Material shown:
┏━━

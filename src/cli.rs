//! Command-line interface
//!
//! Flag surface for the scanner. Values omitted here fall back to
//! environment variables during config resolution (`IMAP_PASSWORD`, the
//! conventional `PG*` set); see [`crate::config::ScanConfig::from_cli`].

use std::path::PathBuf;

use clap::Parser;

/// Scan IMAP mailboxes into a PostgreSQL bulk-load script
#[derive(Debug, Parser)]
#[command(name = "mail-imap-scan-rs", version, about)]
pub struct Cli {
    /// IMAP server hostname
    #[arg(short = 'H', long)]
    pub host: Option<String>,

    /// IMAP server port
    #[arg(short = 'p', long, default_value_t = 993)]
    pub port: u16,

    /// IMAP username
    #[arg(short = 'u', long)]
    pub username: Option<String>,

    /// IMAP password (falls back to IMAP_PASSWORD)
    #[arg(short = 'P', long)]
    pub password: Option<String>,

    /// Disable TLS (not supported; present for compatibility)
    #[arg(long)]
    pub no_ssl: bool,

    /// Only process messages not already in the database
    #[arg(long)]
    pub incremental: bool,

    /// Database host (falls back to PGHOST, then localhost)
    #[arg(long)]
    pub db_host: Option<String>,

    /// Database port (falls back to PGPORT, then 5432)
    #[arg(long)]
    pub db_port: Option<u16>,

    /// Database name, required for incremental mode (falls back to PGDATABASE)
    #[arg(long)]
    pub db_name: Option<String>,

    /// Database username, required for incremental mode (falls back to PGUSER)
    #[arg(long)]
    pub db_user: Option<String>,

    /// Database password (falls back to PGPASSWORD)
    #[arg(long)]
    pub db_password: Option<String>,

    /// Output SQL file (stdout when omitted)
    #[arg(short = 'o', long)]
    pub output: Option<PathBuf>,

    /// Scan only this mailbox instead of listing all of them
    #[arg(long)]
    pub limit_mailbox: Option<String>,
}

┗━━

Instructions to follow: Each line of the data is to be written out again exactly.

Result of the task:
filename src/cli.rs
//! Command-line interface
//!
//! Flag surface for the scanner. Values omitted here fall back to
//! environment variables during config resolution (`IMAP_PASSWORD`, the
//! conventional `PG*` set); see [`crate::config::ScanConfig::from_cli`].

use std::path::PathBuf;

use clap::Parser;

/// Scan IMAP mailboxes into a PostgreSQL bulk-load script
#[derive(Debug, Parser)]
#[command(name = "mail-imap-scan-rs", version, about)]
pub struct Cli {
    /// IMAP server hostname
    #[arg(short = 'H', long)]
    pub host: Option<String>,

    /// IMAP server port
    #[arg(short = 'p', long, default_value_t = 993)]
    pub port: u16,

    /// IMAP username
    #[arg(short = 'u', long)]
    pub username: Option<String>,

    /// IMAP password (falls back to IMAP_PASSWORD)
    #[arg(short = 'P', long)]
    pub password: Option<String>,

    /// Disable TLS (not supported; present for compatibility)
    #[arg(long)]
    pub no_ssl: bool,

    /// Only process messages not already in the database
    #[arg(long)]
    pub incremental: bool,

    /// Database host (falls back to PGHOST, then localhost)
    #[arg(long)]
    pub db_host: Option<String>,

    /// Database port (falls back to PGPORT, then 5432)
    #[arg(long)]
    pub db_port: Option<u16>,

    /// Database name, required for incremental mode (falls back to PGDATABASE)
    #[arg(long)]
    pub db_name: Option<String>,

    /// Database username, required for incremental mode (falls back to PGUSER)
    #[arg(long)]
    pub db_user: Option<String>,

    /// Database password (falls back to PGPASSWORD)
    #[arg(long)]
    pub db_password: Option<String>,

    /// Output SQL file (stdout when omitted)
    #[arg(short = 'o', long)]
    pub output: Option<PathBuf>,

    /// Scan only this mailbox instead of listing all of them
    #[arg(long)]
    pub limit_mailbox: Option<String>,
}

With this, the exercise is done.